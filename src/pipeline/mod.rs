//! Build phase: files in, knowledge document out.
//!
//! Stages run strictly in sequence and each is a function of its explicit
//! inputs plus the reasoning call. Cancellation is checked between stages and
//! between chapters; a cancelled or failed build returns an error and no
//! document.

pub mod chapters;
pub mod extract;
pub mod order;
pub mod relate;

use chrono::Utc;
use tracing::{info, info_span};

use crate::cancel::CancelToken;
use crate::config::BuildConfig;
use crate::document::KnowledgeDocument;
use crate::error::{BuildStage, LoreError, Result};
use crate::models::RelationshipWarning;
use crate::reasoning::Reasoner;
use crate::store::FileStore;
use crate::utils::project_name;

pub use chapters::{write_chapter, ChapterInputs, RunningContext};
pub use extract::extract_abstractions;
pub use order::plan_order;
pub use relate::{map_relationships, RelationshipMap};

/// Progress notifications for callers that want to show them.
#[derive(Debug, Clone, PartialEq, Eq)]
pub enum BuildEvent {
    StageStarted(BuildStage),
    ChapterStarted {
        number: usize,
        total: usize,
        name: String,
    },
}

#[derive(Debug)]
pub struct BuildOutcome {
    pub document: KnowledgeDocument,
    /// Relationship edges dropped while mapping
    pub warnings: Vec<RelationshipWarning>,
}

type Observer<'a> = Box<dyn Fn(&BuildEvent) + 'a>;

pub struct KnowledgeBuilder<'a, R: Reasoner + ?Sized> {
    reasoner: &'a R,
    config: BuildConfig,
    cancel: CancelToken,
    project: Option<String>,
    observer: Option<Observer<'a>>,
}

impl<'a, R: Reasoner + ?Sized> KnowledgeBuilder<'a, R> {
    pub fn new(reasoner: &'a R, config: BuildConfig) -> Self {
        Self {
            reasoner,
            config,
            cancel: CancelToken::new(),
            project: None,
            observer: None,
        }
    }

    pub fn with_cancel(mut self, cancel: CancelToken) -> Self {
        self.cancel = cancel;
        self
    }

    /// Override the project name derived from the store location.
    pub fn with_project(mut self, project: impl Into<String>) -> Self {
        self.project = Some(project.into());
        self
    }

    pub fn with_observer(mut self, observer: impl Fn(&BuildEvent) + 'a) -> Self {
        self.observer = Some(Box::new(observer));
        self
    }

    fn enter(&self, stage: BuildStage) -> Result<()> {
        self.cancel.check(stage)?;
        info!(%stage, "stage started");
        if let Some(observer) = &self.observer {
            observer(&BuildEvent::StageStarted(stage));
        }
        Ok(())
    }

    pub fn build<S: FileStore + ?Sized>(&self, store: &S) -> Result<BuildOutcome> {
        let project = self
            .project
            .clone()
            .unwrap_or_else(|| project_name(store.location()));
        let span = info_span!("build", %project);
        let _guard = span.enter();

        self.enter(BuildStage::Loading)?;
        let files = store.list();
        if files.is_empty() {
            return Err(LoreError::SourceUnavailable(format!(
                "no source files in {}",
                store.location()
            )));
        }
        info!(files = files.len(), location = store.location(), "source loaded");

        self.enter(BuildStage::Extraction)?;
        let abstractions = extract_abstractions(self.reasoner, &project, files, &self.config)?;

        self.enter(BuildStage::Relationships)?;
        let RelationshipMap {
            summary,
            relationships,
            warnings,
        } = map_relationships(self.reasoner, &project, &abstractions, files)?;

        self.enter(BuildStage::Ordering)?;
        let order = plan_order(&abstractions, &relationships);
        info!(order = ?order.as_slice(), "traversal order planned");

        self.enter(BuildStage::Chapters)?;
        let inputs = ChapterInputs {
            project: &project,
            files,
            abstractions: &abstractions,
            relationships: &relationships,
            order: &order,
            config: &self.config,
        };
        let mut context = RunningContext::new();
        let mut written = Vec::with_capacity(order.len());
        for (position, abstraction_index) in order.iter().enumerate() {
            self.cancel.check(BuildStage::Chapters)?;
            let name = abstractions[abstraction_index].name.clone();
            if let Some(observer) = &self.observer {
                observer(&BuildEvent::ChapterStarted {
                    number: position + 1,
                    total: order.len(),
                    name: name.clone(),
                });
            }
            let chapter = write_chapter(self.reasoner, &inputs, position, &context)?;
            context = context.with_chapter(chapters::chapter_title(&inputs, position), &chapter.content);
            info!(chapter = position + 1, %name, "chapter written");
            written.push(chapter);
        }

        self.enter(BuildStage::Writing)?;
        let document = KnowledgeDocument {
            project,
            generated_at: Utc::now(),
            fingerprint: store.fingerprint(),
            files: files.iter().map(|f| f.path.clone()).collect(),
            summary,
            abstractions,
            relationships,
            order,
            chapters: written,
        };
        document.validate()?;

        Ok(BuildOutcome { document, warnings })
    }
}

▶ _Problem details_:
Give the material again, complete and unaltered.

▶ _Written response_:
filename src/pipeline/mod.rs
//! Build phase: files in, knowledge document out.
//!
//! Stages run strictly in sequence and each is a function of its explicit
//! inputs plus the reasoning call. Cancellation is checked between stages and
//! between chapters; a cancelled or failed build returns an error and no
//! document.

pub mod chapters;
pub mod extract;
pub mod order;
pub mod relate;

use chrono::Utc;
use tracing::{info, info_span};

use crate::cancel::CancelToken;
use crate::config::BuildConfig;
use crate::document::KnowledgeDocument;
use crate::error::{BuildStage, LoreError, Result};
use crate::models::RelationshipWarning;
use crate::reasoning::Reasoner;
use crate::store::FileStore;
use crate::utils::project_name;

pub use chapters::{write_chapter, ChapterInputs, RunningContext};
pub use extract::extract_abstractions;
pub use order::plan_order;
pub use relate::{map_relationships, RelationshipMap};

/// Progress notifications for callers that want to show them.
#[derive(Debug, Clone, PartialEq, Eq)]
pub enum BuildEvent {
    StageStarted(BuildStage),
    ChapterStarted {
        number: usize,
        total: usize,
        name: String,
    },
}

#[derive(Debug)]
pub struct BuildOutcome {
    pub document: KnowledgeDocument,
    /// Relationship edges dropped while mapping
    pub warnings: Vec<RelationshipWarning>,
}

type Observer<'a> = Box<dyn Fn(&BuildEvent) + 'a>;

pub struct KnowledgeBuilder<'a, R: Reasoner + ?Sized> {
    reasoner: &'a R,
    config: BuildConfig,
    cancel: CancelToken,
    project: Option<String>,
    observer: Option<Observer<'a>>,
}

impl<'a, R: Reasoner + ?Sized> KnowledgeBuilder<'a, R> {
    pub fn new(reasoner: &'a R, config: BuildConfig) -> Self {
        Self {
            reasoner,
            config,
            cancel: CancelToken::new(),
            project: None,
            observer: None,
        }
    }

    pub fn with_cancel(mut self, cancel: CancelToken) -> Self {
        self.cancel = cancel;
        self
    }

    /// Override the project name derived from the store location.
    pub fn with_project(mut self, project: impl Into<String>) -> Self {
        self.project = Some(project.into());
        self
    }

    pub fn with_observer(mut self, observer: impl Fn(&BuildEvent) + 'a) -> Self {
        self.observer = Some(Box::new(observer));
        self
    }

    fn enter(&self, stage: BuildStage) -> Result<()> {
        self.cancel.check(stage)?;
        info!(%stage, "stage started");
        if let Some(observer) = &self.observer {
            observer(&BuildEvent::StageStarted(stage));
        }
        Ok(())
    }

    pub fn build<S: FileStore + ?Sized>(&self, store: &S) -> Result<BuildOutcome> {
        let project = self
            .project
            .clone()
            .unwrap_or_else(|| project_name(store.location()));
        let span = info_span!("build", %project);
        let _guard = span.enter();

        self.enter(BuildStage::Loading)?;
        let files = store.list();
        if files.is_empty() {
            return Err(LoreError::SourceUnavailable(format!(
                "no source files in {}",
                store.location()
            )));
        }
        info!(files = files.len(), location = store.location(), "source loaded");

        self.enter(BuildStage::Extraction)?;
        let abstractions = extract_abstractions(self.reasoner, &project, files, &self.config)?;

        self.enter(BuildStage::Relationships)?;
        let RelationshipMap {
            summary,
            relationships,
            warnings,
        } = map_relationships(self.reasoner, &project, &abstractions, files)?;

        self.enter(BuildStage::Ordering)?;
        let order = plan_order(&abstractions, &relationships);
        info!(order = ?order.as_slice(), "traversal order planned");

        self.enter(BuildStage::Chapters)?;
        let inputs = ChapterInputs {
            project: &project,
            files,
            abstractions: &abstractions,
            relationships: &relationships,
            order: &order,
            config: &self.config,
        };
        let mut context = RunningContext::new();
        let mut written = Vec::with_capacity(order.len());
        for (position, abstraction_index) in order.iter().enumerate() {
            self.cancel.check(BuildStage::Chapters)?;
            let name = abstractions[abstraction_index].name.clone();
            if let Some(observer) = &self.observer {
                observer(&BuildEvent::ChapterStarted {
                    number: position + 1,
                    total: order.len(),
                    name: name.clone(),
                });
            }
            let chapter = write_chapter(self.reasoner, &inputs, position, &context)?;
            context = context.with_chapter(chapters::chapter_title(&inputs, position), &chapter.content);
            info!(chapter = position + 1, %name, "chapter written");
            written.push(chapter);
        }

        self.enter(BuildStage::Writing)?;
        let document = KnowledgeDocument {
            project,
            generated_at: Utc::now(),
            fingerprint: store.fingerprint(),
            files: files.iter().map(|f| f.path.clone()).collect(),
            summary,
            abstractions,
            relationships,
            order,
            chapters: written,
        };
        document.validate()?;

        Ok(BuildOutcome { document, warnings })
    }
}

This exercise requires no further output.